Even if one ignores the rumours about it costing them half this amount to launch and the fact they re-use the same booster many times for Starlink launches, it makes no sense to assume they make no money on launches and that they even make a loss on customers that launch more than once.

According to this article (https://www.theverge.com/2021/11/11/22776563/spacex-starlink-rectangular-dish-router-mounting-internet-satellites) from November 2021, SpaceX says the original cost of the dish was $3000. In April 2021 it was around $1500 (according to the CNBC article this page links to) and was $1300 when this article was posted in November. They quote Gwynne Shotwell saying that "The ones we will have later this year will cost roughly half of what our current user terminals cost". Half of $1300 is $650 (edit: or $750, if we use the $1500 from April).

In March 2022 they increased the price (https://www.theverge.com/2022/3/22/22991841/spacex-starlink-price-hike-inflation-user-terminal) of their kit from $499 to $599.

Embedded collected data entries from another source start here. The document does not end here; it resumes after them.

//! Glyph outlines as move/line/curve/close command sequences.

use crate::flatten::eval_quad;
use crate::float_types::{EPSILON, Real};
use geo::{Coord, Rect};
use nalgebra::{Point2, Vector2};

/// One drawing command of an [`Outline`].
#[derive(Debug, Clone, Copy, PartialEq)]
pub enum PathCommand {
    /// Start a new subpath at the point.
    MoveTo(Point2<Real>),
    /// Straight segment from the current point.
    LineTo(Point2<Real>),
    /// Quadratic Bézier from the current point via `ctrl` to `to`.
    QuadTo { ctrl: Point2<Real>, to: Point2<Real> },
    /// Cubic Bézier from the current point. Carried so it can be reported, never flattened.
    CubicTo {
        ctrl1: Point2<Real>,
        ctrl2: Point2<Real>,
        to: Point2<Real>,
    },
    /// Close the current subpath back to its first point.
    Close,
}

impl PathCommand {
    /// Name used in diagnostics.
    pub const fn name(&self) -> &'static str {
        match self {
            PathCommand::MoveTo(_) => "move-to",
            PathCommand::LineTo(_) => "line-to",
            PathCommand::QuadTo { .. } => "quadratic curve",
            PathCommand::CubicTo { .. } => "cubic curve",
            PathCommand::Close => "close",
        }
    }

    /// The point the pen ends up at after this command, if it moves the pen.
    pub const fn end_point(&self) -> Option<Point2<Real>> {
        match *self {
            PathCommand::MoveTo(p) | PathCommand::LineTo(p) => Some(p),
            PathCommand::QuadTo { to, .. } | PathCommand::CubicTo { to, .. } => Some(to),
            PathCommand::Close => None,
        }
    }

    fn map_points(self, f: impl Fn(Point2<Real>) -> Point2<Real>) -> Self {
        match self {
            PathCommand::MoveTo(p) => PathCommand::MoveTo(f(p)),
            PathCommand::LineTo(p) => PathCommand::LineTo(f(p)),
            PathCommand::QuadTo { ctrl, to } => PathCommand::QuadTo {
                ctrl: f(ctrl),
                to: f(to),
            },
            PathCommand::CubicTo { ctrl1, ctrl2, to } => PathCommand::CubicTo {
                ctrl1: f(ctrl1),
                ctrl2: f(ctrl2),
                to: f(to),
            },
            PathCommand::Close => PathCommand::Close,
        }
    }
}

/// The vector outline of one positioned glyph.
#[derive(Debug, Clone, Default, PartialEq)]
pub struct Outline {
    pub commands: Vec<PathCommand>,
}

impl Outline {
    pub const fn new() -> Self {
        Outline {
            commands: Vec::new(),
        }
    }

    pub const fn from_commands(commands: Vec<PathCommand>) -> Self {
        Outline { commands }
    }

    pub fn move_to(&mut self, x: Real, y: Real) -> &mut Self {
        self.commands.push(PathCommand::MoveTo(Point2::new(x, y)));
        self
    }

    pub fn line_to(&mut self, x: Real, y: Real) -> &mut Self {
        self.commands.push(PathCommand::LineTo(Point2::new(x, y)));
        self
    }

    pub fn quad_to(&mut self, cx: Real, cy: Real, x: Real, y: Real) -> &mut Self {
        self.commands.push(PathCommand::QuadTo {
            ctrl: Point2::new(cx, cy),
            to: Point2::new(x, y),
        });
        self
    }

    pub fn cubic_to(
        &mut self,
        c1x: Real,
        c1y: Real,
        c2x: Real,
        c2y: Real,
        x: Real,
        y: Real,
    ) -> &mut Self {
        self.commands.push(PathCommand::CubicTo {
            ctrl1: Point2::new(c1x, c1y),
            ctrl2: Point2::new(c2x, c2y),
            to: Point2::new(x, y),
        });
        self
    }

    pub fn close(&mut self) -> &mut Self {
        self.commands.push(PathCommand::Close);
        self
    }

    pub fn is_empty(&self) -> bool {
        self.commands.is_empty()
    }

    pub fn len(&self) -> usize {
        self.commands.len()
    }

    /// True if no curve commands of any degree remain.
    pub fn is_flat(&self) -> bool {
        !self
            .commands
            .iter()
            .any(|c| matches!(c, PathCommand::QuadTo { .. } | PathCommand::CubicTo { .. }))
    }

    /// Number of `Close` commands, i.e. the number of contours a well-formed outline yields.
    pub fn close_count(&self) -> usize {
        self.commands
            .iter()
            .filter(|c| matches!(c, PathCommand::Close))
            .count()
    }

    /// Returns a new outline with every point moved by `offset`.
    pub fn translate(&self, offset: Vector2<Real>) -> Self {
        self.map_points(|p| p + offset)
    }

    /// Returns a new outline with every point scaled about the origin.
    pub fn scale(&self, sx: Real, sy: Real) -> Self {
        self.map_points(|p| Point2::new(p.x * sx, p.y * sy))
    }

    fn map_points(&self, f: impl Fn(Point2<Real>) -> Point2<Real> + Copy) -> Self {
        Outline {
            commands: self.commands.iter().map(|c| c.map_points(f)).collect(),
        }
    }

    /// Axis aligned bounds of the outline's ink.
    ///
    /// Quadratic curves contribute their end points and their axis extrema, not
    /// their control points, so the box is tight for the curve itself. Cubic curves
    /// are never flattened and contribute all their points.
    pub fn bounds(&self) -> Option<Rect<Real>> {
        let mut points: Vec<Point2<Real>> = Vec::with_capacity(self.commands.len());
        let mut current: Option<Point2<Real>> = None;
        let mut subpath_start: Option<Point2<Real>> = None;

        for command in &self.commands {
            match *command {
                PathCommand::MoveTo(p) => {
                    points.push(p);
                    current = Some(p);
                    subpath_start = Some(p);
                },
                PathCommand::LineTo(p) => {
                    points.push(p);
                    current = Some(p);
                },
                PathCommand::QuadTo { ctrl, to } => {
                    if let Some(from) = current {
                        points.extend(quad_extrema(from, ctrl, to).into_iter().flatten());
                    }
                    points.push(to);
                    current = Some(to);
                },
                PathCommand::CubicTo { ctrl1, ctrl2, to } => {
                    points.extend([ctrl1, ctrl2, to]);
                    current = Some(to);
                },
                PathCommand::Close => current = subpath_start,
            }
        }

        let (&first, rest) = points.split_first()?;
        let (mut min, mut max) = (first, first);
        for p in rest {
            min.x = min.x.min(p.x);
            min.y = min.y.min(p.y);
            max.x = max.x.max(p.x);
            max.y = max.y.max(p.y);
        }
        Some(Rect::new(
            Coord { x: min.x, y: min.y },
            Coord { x: max.x, y: max.y },
        ))
    }
}

/// Interior points where the quadratic `a → c → b` turns in x or in y.
///
/// ```text
/// B'(t) = 0  ⇔  t = (a − c) / (a − 2c + b)
/// ```
fn quad_extrema(a: Point2<Real>, c: Point2<Real>, b: Point2<Real>) -> [Option<Point2<Real>>; 2] {
    [0usize, 1].map(|axis| {
        let denom = a[axis] - 2.0 * c[axis] + b[axis];
        if denom.abs() <= EPSILON {
            return None;
        }
        let t = (a[axis] - c[axis]) / denom;
        (t > 0.0 && t < 1.0).then(|| eval_quad(a, c, b, t))
    })
}

impl FromIterator<PathCommand> for Outline {
    fn from_iter<I: IntoIterator<Item = PathCommand>>(iter: I) -> Self {
        Outline {
            commands: iter.into_iter().collect(),
        }
    }
}

/// An outline guaranteed to contain no curve commands.
///
/// Only [`flatten`](crate::flatten::flatten) produces one.
#[derive(Debug, Clone, Default, PartialEq)]
pub struct FlattenedOutline(pub(crate) Outline);

impl FlattenedOutline {
    pub const fn outline(&self) -> &Outline {
        &self.0
    }

    pub fn into_outline(self) -> Outline {
        self.0
    }

    /// All points visited by the pen, in command order.
    pub fn points(&self) -> impl Iterator<Item = Point2<Real>> + '_ {
        self.0.commands.iter().filter_map(PathCommand::end_point)
    }
}

impl std::ops::Deref for FlattenedOutline {
    type Target = Outline;

    fn deref(&self) -> &Outline {
        &self.0
    }
}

The whole thing may never be profitable, but you're using inflated numbers Alex.
Title: Re: Why Starlink is doomed to fail
Post by: kitz on June 15, 2022, 12:32:02 AM
I'm unable to confirm those figures which seem astronomical.  I'm also sceptical of YouTube sceptic type articles. "Debunking Starlink" by 'Common Sense Skeptic'" alerts me to the type of audience the author is trying to appeal to.... and that the topic is likely to have an axe to grind or full of conspiracies.   
That said, the author name and article title ignored, he does raise some valid concerns. Even without checking figures, the project seems unviable purely because it relies on the assumption that such as large number of subscribers would be needed to return a profit... and more importantly its not bringing anything new to the table that would actually advance broadband technology.  When the rest of the world is trying to expand FTTH networks consumers will not be interested in a slower product with extremely high latency costing more than double. 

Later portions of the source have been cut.